It must be acknowledged, reluctantly on my part, that the conservatives have won a stunning victory in bringing back the Tridentine mass. I have to give them at least that much credit for their relentless drive to make the church conform to their conservative mold. Pope Benedict is on their side. They will not give up now. This victory is only the beginning. Their agenda will now focus on eventually having the entire Second Vatican Council declared heretical.
Fr. Jack Garvey
Yankton, SD
Anonymity can often be cowardly.
Thank you for your comments, Father Garvey. You're right, anonimity can often be cowardly. My name is Frank Quamen. I'm 31 and have been a Catholic my whole life. I'm from Garretson, SD (where Father Christensen now lives) though now I live in Montana. My hometown church, St. Rose of Lima, was built with the help of early parishoners there like my great-grandparents, including my great-grandmother Rosalie who along with 3 other ladies whe were named Rose donated the statue of St. Rose at the church. My maternal grandparents attended that church and my parents, sister, brothers, and other family still attend that church. My dad was raised Lutheran, though is now Catholic. I always considered my Lutheran Grandma on his side of the family one of the most Christian people I have known, and she was always supportive of my religion, attending my First Communion and Confirmation and making cakes for the events. I know the recent statements made by the Bishop of Rome greatly upset my father, and that Vatican II was considered a great momement in the Church by my mother.
Cheers
To Fr. C and the parishioners of St. Rose of Lima in Garretson: Have a blessed patronal Feast day! --AJF
montanacatholic said:
"The Latin Mass, for instance, in which the priest celebrates the Eucharist with his back to the people, in a foreign language -- much of it said silently or at best whispered -- makes the congregation, the laity, observers of the rite rather than participants in it."

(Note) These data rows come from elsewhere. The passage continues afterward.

use reqwest::Url;
use serde::Deserialize;

use crate::models::{FetchResult, Quality};

use super::SourceFetcher;
use super::client::{FetchError, HttpClient, url_with_params};

/// Default DBpedia lookup endpoint.
pub const DEFAULT_LOOKUP_URL: &str = "https://lookup.dbpedia.org/api/search";
const MAX_RESULTS: &str = "3";
/// Comments of this many characters or fewer carry too little to keep.
const MIN_COMMENT_CHARS: usize = 50;
const SOURCE_NAME: &str = "DBpedia";

/// Looks up entity descriptions on DBpedia.
#[derive(Debug, Clone)]
pub struct DBpediaFetcher {
    client: HttpClient,
    lookup_url: String,
}

impl DBpediaFetcher {
    /// Creates a fetcher against the public lookup service.
    pub fn new(client: HttpClient) -> Self {
        Self::with_lookup_url(client, DEFAULT_LOOKUP_URL)
    }

    /// Creates a fetcher against a custom lookup endpoint.
    pub fn with_lookup_url(client: HttpClient, lookup_url: impl Into<String>) -> Self {
        Self {
            client,
            lookup_url: lookup_url.into(),
        }
    }

    /// URL of the lookup request for `query`.
    pub fn lookup_url(&self, query: &str) -> Result<Url, FetchError> {
        url_with_params(
            &self.lookup_url,
            &[
                ("query", query),
                ("format", "json"),
                ("maxResults", MAX_RESULTS),
            ],
        )
    }
}

impl SourceFetcher for DBpediaFetcher {
    fn name(&self) -> &str {
        SOURCE_NAME
    }

    fn fetch(&self, query: &str) -> Result<Vec<FetchResult>, FetchError> {
        let response: LookupResponse = self.client.get_json(self.lookup_url(query)?)?;
        Ok(parse_docs(response))
    }
}

#[derive(Debug, Default, Deserialize)]
struct LookupResponse {
    #[serde(default)]
    docs: Vec<LookupDoc>,
}

#[derive(Debug, Default, Deserialize)]
struct LookupDoc {
    #[serde(default)]
    label: Vec<String>,
    #[serde(default)]
    comment: Vec<String>,
    #[serde(default)]
    resource: Vec<String>,
}

fn parse_docs(response: LookupResponse) -> Vec<FetchResult> {
    response
        .docs
        .into_iter()
        .filter_map(|doc| {
            let comment = strip_highlight(doc.comment.first()?);
            if comment.chars().count() <= MIN_COMMENT_CHARS {
                return None;
            }
            let title = strip_highlight(doc.label.first()?);
            let url = doc.resource.first().cloned().unwrap_or_default();
            Some(FetchResult::new(
                title,
                comment,
                url,
                SOURCE_NAME,
                Some(Quality::High),
            ))
        })
        .collect()
}

/// Removes the `<B>`/`</B>` match highlighting the lookup service adds.
fn strip_highlight(text: &str) -> String {
    text.replace("<B>", "").replace("</B>", "")
}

These things that you have brought up are common misconceptions and misunderstandings of the Extraordinary Form. For instance, the priest does not "face away from the people" rather, he faces the same way as the people so as to highlight the fact that he is one of them, offering the Holy Sacrifice for and with them.
There also seems to be a misconception that if one does not do anything in the Liturgy (Lector, distribute Holy Communion, Serve, Usher, etc), or even say anything, that you cannot be participating. This is a very narrow idea of participation. I can easily participate in a an orchestra’s presentation of Handel's Messiah in the original language without saying or doing anything. One can enter into it spiritually and emotionally without doing anything exteriorly. So clearly people did, and still do participate, often in a very deep and rich way, in the Extraordinary Form of the Mass. Not to mention the immense and deep participation we enter into in the reception of Holy Communion, which participates in a way that far surpasses any exterior participation one could ever take part in.

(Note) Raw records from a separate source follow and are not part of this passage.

/// Complete database schema for the knowledge store.
///
/// Uses CREATE TABLE/INDEX IF NOT EXISTS for idempotent execution.
/// Timestamps are Unix milliseconds.
pub const INITIAL_SCHEMA: &str = r#"
-- Knowledge table: one row per stored fetch result
CREATE TABLE IF NOT EXISTS knowledge (
    id INTEGER PRIMARY KEY,
    query TEXT NOT NULL,
    original_text TEXT NOT NULL,
    summary TEXT NOT NULL,
    source TEXT NOT NULL,
    url TEXT NOT NULL,
    timestamp INTEGER NOT NULL,
    quality TEXT NOT NULL DEFAULT 'medium' CHECK (quality IN ('high', 'medium', 'low'))
);

-- History table: one row per answered question
CREATE TABLE IF NOT EXISTS history (
    id INTEGER PRIMARY KEY,
    query TEXT NOT NULL,
    results_count INTEGER NOT NULL,
    timestamp INTEGER NOT NULL
);

CREATE INDEX IF NOT EXISTS idx_knowledge_query ON knowledge(query);
CREATE INDEX IF NOT EXISTS idx_knowledge_timestamp ON knowledge(timestamp);
CREATE INDEX IF NOT EXISTS idx_knowledge_source ON knowledge(source);
CREATE INDEX IF NOT EXISTS idx_history_timestamp ON history(timestamp);
"#;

montanacatholic also said: "The celebrant becomes the focal point of the process, the special human being, the one for whom God is a kind of private preserve."
This actually is not the case at all. In the Extraordinary From the priest in no way is the focal point. He faces the Altar with everyone else, His focus, along with everyone else, is God. In the Ordinary Form, it can be a very great temptation for the priest to make himself the focal point, because by facing the people, there is a psychological turning from God, toward the people, thus making the priest and the people the focus rather than God. I have seen this over and over in parish life where the priest makes himself into some sort of entertainer...and we all know what sort of strange abuses that can lead to (See priest as barney video). This is something I have never, ever experienced at a celebration of the Extraordinary Form or at a celebration of the Ordinary form celebrated ad orientem because there is a very clear sign that the focus of our worship is not the priest, not the congregation, but God and He alone.
He also said: "In the Latin mass, the sense of mystery -- of mystique -- the incantation of "heavenly" rather than "vulgar" language in both prayer and music, underscores a theology of transcendence. It lifts a person out of the humdrum, the dusty, the noisy, the crowded chaos of normal life to some other world. It reminds us of the world to come -- beautiful, mystifying, hierarchical, perfumed -- and makes this one distant. It takes us beyond the present, enables us, if only for a while, to "slip the surly bonds of earth" for a world more mystical than mundane."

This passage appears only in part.